History of America’s One Percent – Episode #17

hogaf-logo-wip2In this podcast series we dive into the long and shadowy history of America’s ruling elite through the works of authors who were either silenced, suppressed, or forgotten, to discover the origins of the 1% and from where their power and wealth was, and still is, extracted.

Each recording will be approx. 1 hour in length to allow for easy consumption of the material.  The narrator will only interrupt the reading to provide insight, spell names, read informative footnotes, or provide definitions for archaic words.

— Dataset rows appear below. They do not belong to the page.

pub mod aggregator;
pub mod concurrency;
pub mod delta_kernels;
pub mod error;
pub mod force_generators;
pub mod force_model;
pub mod grid;
pub mod index_mapper;
pub mod lagrangian_points;
pub mod muscle_activation;
pub mod parameters;
pub mod spreading;
pub mod structure;

pub type IT = i64;

#[cfg(feature = "double-precision")]
pub mod floating_type_mod {
    pub type FT = f64;
    pub use std::f64::consts::{FRAC_1_PI, PI, TAU};
}

#[cfg(not(feature = "double-precision"))]
pub mod floating_type_mod {
    pub type FT = f32;
    pub use std::f32::consts::{FRAC_1_PI, PI, TAU};
}

use floating_type_mod::FT;

use nalgebra::SVector;
use num_traits::Float;
use std::fmt::Display;

pub type V<FT, const D: usize> = SVector<FT, D>;

pub type V2 = V<FT, 2>;

pub fn vec2f(x: FT, y: FT) -> V2 {
    [x, y].into()
}

pub use aggregator::{aggregate_force_density, ForceDensity, MassForce, ModelFlags};
pub use delta_kernels::{CosineKernel, DeltaKernel, DeltaKernelTrait, HatKernel, Peskin4Kernel};
pub use error::{Axis, ElementKind, IbError, IbResult};
pub use force_model::{Clock, ForceOutput, ImmersedBoundaryForces};
pub use grid::{BoundaryKind, GridDescriptor};
pub use lagrangian_points::{LagrangianPoints, PointId};
pub use muscle_activation::{ActivationWaveform, HillActivation, MuscleActivation, MuscleKind, MuscleState};
pub use parameters::{DeltaKernelType, ForceModelParams, SceneConfig};
pub use spreading::{EulerianForce, PointStencil, SpreadingOperator};
pub use structure::{
    BeamElement, ElementTables, MassElement, MuscleElement, SpringElement, Structure, TargetElement,
};

pub fn is_ft_approx_eq<FT: Float>(a: FT, b: FT, tolerance: FT) -> bool {
    assert!(!a.is_nan());
    assert!(!b.is_nan());
    b <= a + tolerance && b >= a - tolerance
}

/**
 * Panics with a descriptive message if `a` and `b` differ by more than `tolerance`.
 * The message closure is only evaluated on failure.
 */
pub fn assert_ft_approx_eq<FT: Float + Display>(a: FT, b: FT, tolerance: FT, s: impl FnOnce() -> String) {
    if !is_ft_approx_eq(a, b, tolerance) {
        panic!(
            "{} value not equal with a tolerance of {}:\n\ta={}\n\tb={}\n",
            s(),
            tolerance,
            a,
            b
        );
    }
}
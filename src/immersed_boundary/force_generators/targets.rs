use crate::{error::IbResult, lagrangian_points::LagrangianPoints, structure::Structure, V2};

use super::check_point_count;

/// Tether force `k (anchor - x)`. Anchors are not Lagrangian points, so there is no reaction.
pub fn target_force_density(structure: &Structure, points: &LagrangianPoints) -> IbResult<Vec<V2>> {
    check_point_count(structure, points)?;
    let mut density = vec![V2::zeros(); points.len()];
    for target in structure.targets() {
        density[target.point.index()] += target.stiffness * (target.anchor - points.current(target.point));
    }
    Ok(density)
}

#[test]
fn target_at_anchor_is_force_free() {
    use crate::{structure::ElementTables, structure::TargetElement, vec2f, PointId};

    let tables = ElementTables {
        targets: vec![
            TargetElement {
                point: PointId::from_one_based(1),
                anchor: vec2f(2., 3.),
                stiffness: 5.,
            },
            TargetElement {
                point: PointId::from_one_based(2),
                anchor: vec2f(1., 1.),
                stiffness: 2.,
            },
        ],
        ..Default::default()
    };
    let structure = Structure::new(2, tables).unwrap();
    let points = LagrangianPoints::stationary(vec![vec2f(2., 3.), vec2f(0.5, 1.5)]);

    let density = target_force_density(&structure, &points).unwrap();
    assert_eq!(density[0], vec2f(0., 0.));
    assert_eq!(density[1], vec2f(1., -1.));
}
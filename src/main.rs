mod platform;

fn main() {
    platform::start();
}
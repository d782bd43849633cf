use std::collections::HashMap;
use std::time::Duration;

/// Easing curves, named after the tweening presets they reproduce.
#[derive(Debug, Clone, Copy, PartialEq, Eq)]
pub enum Easing {
    Linear,
    /// Cubic ease-in.
    Power2In,
    /// Cubic ease-out.
    Power2Out,
    /// Cubic ease-in-out: accelerates, then decelerates.
    Power2InOut,
}

impl Easing {
    /// Maps linear progress in `[0, 1]` onto the curve.
    pub fn apply(self, t: f32) -> f32 {
        let t = t.clamp(0.0, 1.0);
        match self {
            Self::Linear => t,
            Self::Power2In => t * t * t,
            Self::Power2Out => 1.0 - (1.0 - t).powi(3),
            Self::Power2InOut => {
                if t < 0.5 {
                    4.0 * t * t * t
                } else {
                    1.0 - (-2.0 * t + 2.0).powi(3) / 2.0
                }
            }
        }
    }
}

/// Animatable scalar properties of the scene.
#[derive(Debug, Clone, Copy, PartialEq, Eq, Hash)]
pub enum AnimationTarget {
    /// Y rotation of the orbit group, radians.
    OrbitRotation,
    /// Vertical shift of the heading column, in heading heights.
    HeadingOffset,
    OverlayOpacity,
}

#[derive(Debug, Clone, Copy, PartialEq)]
pub enum Motion {
    /// Relative change from the value the target is heading to.
    By(f32),
    /// Absolute destination.
    To(f32),
}

/// One-way command for the animation scheduler.
#[derive(Debug, Clone, Copy, PartialEq)]
pub struct AnimationRequest {
    pub target: AnimationTarget,
    pub motion: Motion,
    pub duration: Duration,
    pub easing: Easing,
}

/// Receiver of fire-and-forget animation requests.
pub trait AnimationSink {
    fn request(&mut self, request: AnimationRequest);
}

impl AnimationSink for Vec<AnimationRequest> {
    fn request(&mut self, request: AnimationRequest) {
        self.push(request);
    }
}

#[derive(Debug, Clone, Copy)]
struct Tween {
    from: f32,
    to: f32,
    elapsed: Duration,
    duration: Duration,
    easing: Easing,
}

impl Tween {
    fn progress(&self) -> f32 {
        if self.duration.is_zero() {
            1.0
        } else {
            (self.elapsed.as_secs_f32() / self.duration.as_secs_f32()).min(1.0)
        }
    }

    fn value(&self) -> f32 {
        self.from + (self.to - self.from) * self.easing.apply(self.progress())
    }
}

/// Scheduler running at most one tween per target.
///
/// A relative request chains onto the destination of the tween in flight, so
/// back-to-back steps add up. An absolute request replaces whatever is in
/// flight and starts from the current value.
#[derive(Debug, Default)]
pub struct Animator {
    values: HashMap<AnimationTarget, f32>,
    tweens: HashMap<AnimationTarget, Tween>,
}

impl Animator {
    pub fn new() -> Self {
        Self::default()
    }

    /// Sets a value immediately, cancelling any tween on the target.
    pub fn set(&mut self, target: AnimationTarget, value: f32) {
        self.tweens.remove(&target);
        self.values.insert(target, value);
    }

    /// Current value of the target; untouched targets read as zero.
    pub fn value(&self, target: AnimationTarget) -> f32 {
        self.values.get(&target).copied().unwrap_or(0.0)
    }

    /// Value the target will settle at once its tween finishes.
    pub fn destination(&self, target: AnimationTarget) -> f32 {
        self.tweens
            .get(&target)
            .map(|tween| tween.to)
            .unwrap_or_else(|| self.value(target))
    }

    pub fn is_idle(&self, target: AnimationTarget) -> bool {
        !self.tweens.contains_key(&target)
    }

    /// Steps every active tween by `dt`.
    pub fn advance(&mut self, dt: Duration) {
        let mut finished = Vec::new();
        for (target, tween) in self.tweens.iter_mut() {
            tween.elapsed += dt;
            self.values.insert(*target, tween.value());
            if tween.progress() >= 1.0 {
                finished.push(*target);
            }
        }
        for target in finished {
            if let Some(tween) = self.tweens.remove(&target) {
                self.values.insert(target, tween.to);
            }
        }
    }
}

impl AnimationSink for Animator {
    fn request(&mut self, request: AnimationRequest) {
        let from = self.value(request.target);
        let to = match request.motion {
            Motion::By(delta) => self.destination(request.target) + delta,
            Motion::To(value) => value,
        };
        self.tweens.insert(
            request.target,
            Tween {
                from,
                to,
                elapsed: Duration::ZERO,
                duration: request.duration,
                easing: request.easing,
            },
        );
    }
}

#[cfg(test)]
mod tests {
    use super::*;

    const SECOND: Duration = Duration::from_secs(1);

    fn by(target: AnimationTarget, delta: f32) -> AnimationRequest {
        AnimationRequest {
            target,
            motion: Motion::By(delta),
            duration: SECOND,
            easing: Easing::Power2InOut,
        }
    }

    #[test]
    fn easing_curves_pin_their_endpoints() {
        for easing in [
            Easing::Linear,
            Easing::Power2In,
            Easing::Power2Out,
            Easing::Power2InOut,
        ] {
            assert_eq!(easing.apply(0.0), 0.0);
            assert!((easing.apply(1.0) - 1.0).abs() < 1e-6);
        }
        assert!((Easing::Power2InOut.apply(0.5) - 0.5).abs() < 1e-6);
        assert!(Easing::Power2InOut.apply(0.25) < 0.25);
        assert!(Easing::Power2InOut.apply(0.75) > 0.75);
    }

    #[test]
    fn tween_reaches_its_destination() {
        let mut animator = Animator::new();
        animator.request(by(AnimationTarget::OrbitRotation, -1.0));
        animator.advance(SECOND / 2);
        let halfway = animator.value(AnimationTarget::OrbitRotation);
        assert!((halfway + 0.5).abs() < 1e-5);
        animator.advance(SECOND);
        assert_eq!(animator.value(AnimationTarget::OrbitRotation), -1.0);
        assert!(animator.is_idle(AnimationTarget::OrbitRotation));
    }

    #[test]
    fn relative_requests_chain_onto_the_tween_in_flight() {
        let mut animator = Animator::new();
        animator.request(by(AnimationTarget::HeadingOffset, -1.0));
        animator.advance(SECOND / 4);
        animator.request(by(AnimationTarget::HeadingOffset, -1.0));
        assert_eq!(animator.destination(AnimationTarget::HeadingOffset), -2.0);
        animator.advance(SECOND * 2);
        assert_eq!(animator.value(AnimationTarget::HeadingOffset), -2.0);
    }

    #[test]
    fn absolute_request_replaces_the_tween_in_flight() {
        let mut animator = Animator::new();
        animator.set(AnimationTarget::HeadingOffset, -3.0);
        animator.request(by(AnimationTarget::HeadingOffset, -1.0));
        animator.request(AnimationRequest {
            motion: Motion::To(0.0),
            ..by(AnimationTarget::HeadingOffset, 0.0)
        });
        assert_eq!(animator.destination(AnimationTarget::HeadingOffset), 0.0);
        animator.advance(SECOND);
        assert_eq!(animator.value(AnimationTarget::HeadingOffset), 0.0);
    }

    #[test]
    fn targets_animate_independently() {
        let mut animator = Animator::new();
        animator.set(AnimationTarget::OverlayOpacity, 1.0);
        animator.request(by(AnimationTarget::OrbitRotation, 2.0));
        animator.advance(SECOND);
        assert_eq!(animator.value(AnimationTarget::OverlayOpacity), 1.0);
        assert_eq!(animator.value(AnimationTarget::OrbitRotation), 2.0);
    }

    #[test]
    fn zero_duration_jumps_on_next_advance() {
        let mut animator = Animator::new();
        animator.request(AnimationRequest {
            duration: Duration::ZERO,
            ..by(AnimationTarget::OrbitRotation, 1.5)
        });
        animator.advance(Duration::ZERO);
        assert_eq!(animator.value(AnimationTarget::OrbitRotation), 1.5);
    }
}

In this episode – Continued reading of History of Great American Fortunes by Gustavus Myers.  Includes Part III, Chapter I:  The Seizure of the Public Domain, continued.  Corruption Totally Out of Control in America.  States Convene Constitutional Conventions in the 1850’s.  They Attempt to Amend the Constitution to Rid Themselves of Nonstop Corruption.  Two-Thirds of All Property in Massachusetts Owned by Corporations in 1853.  The Complete Impotence of the People to Stop Corruption.  155,000,000 Acres of Land to the Railroads.  Land Given On Strict Condition of Railroad Completion.  Railroads Bribe Congress to Extend Construction Periods.  Railroads Sell Off Land Instead of Building On It.  Only 607,000 Acres Recouped by the Government for Failure to Complete Construction.  These Small Forfeitures Overturned by the Judicial System.  The Supreme Court Legalizes Fraud.  Coal and Iron Declared Not to Be Minerals.  Railroads Relieve Themselves of Property Taxes Through Lobbying Government.  The American Aristocracy Emerges.  Laws Passed For Supposed Benefit of the People, Really Benefit Corporations. The Desert Land Law, The Stone and Timber Act, The “Cash Sales” Act, and The Exchange of Land Law.  National Forest Reservations: The Creation of Railroad Corporations?  Government “Accidentally” Includes Worthless Railroad Land in Forest Reservation Area.  Railroads Swap Worthless Land for Mineral, Timber and Agricultural Land.  The Plundering of Mineral Wealth Via the Coal Land Act.  Oil Companies Become Hotbeds of Bribery and Corruption.  Every Administration and Political Party Since the American Revolution Corrupted.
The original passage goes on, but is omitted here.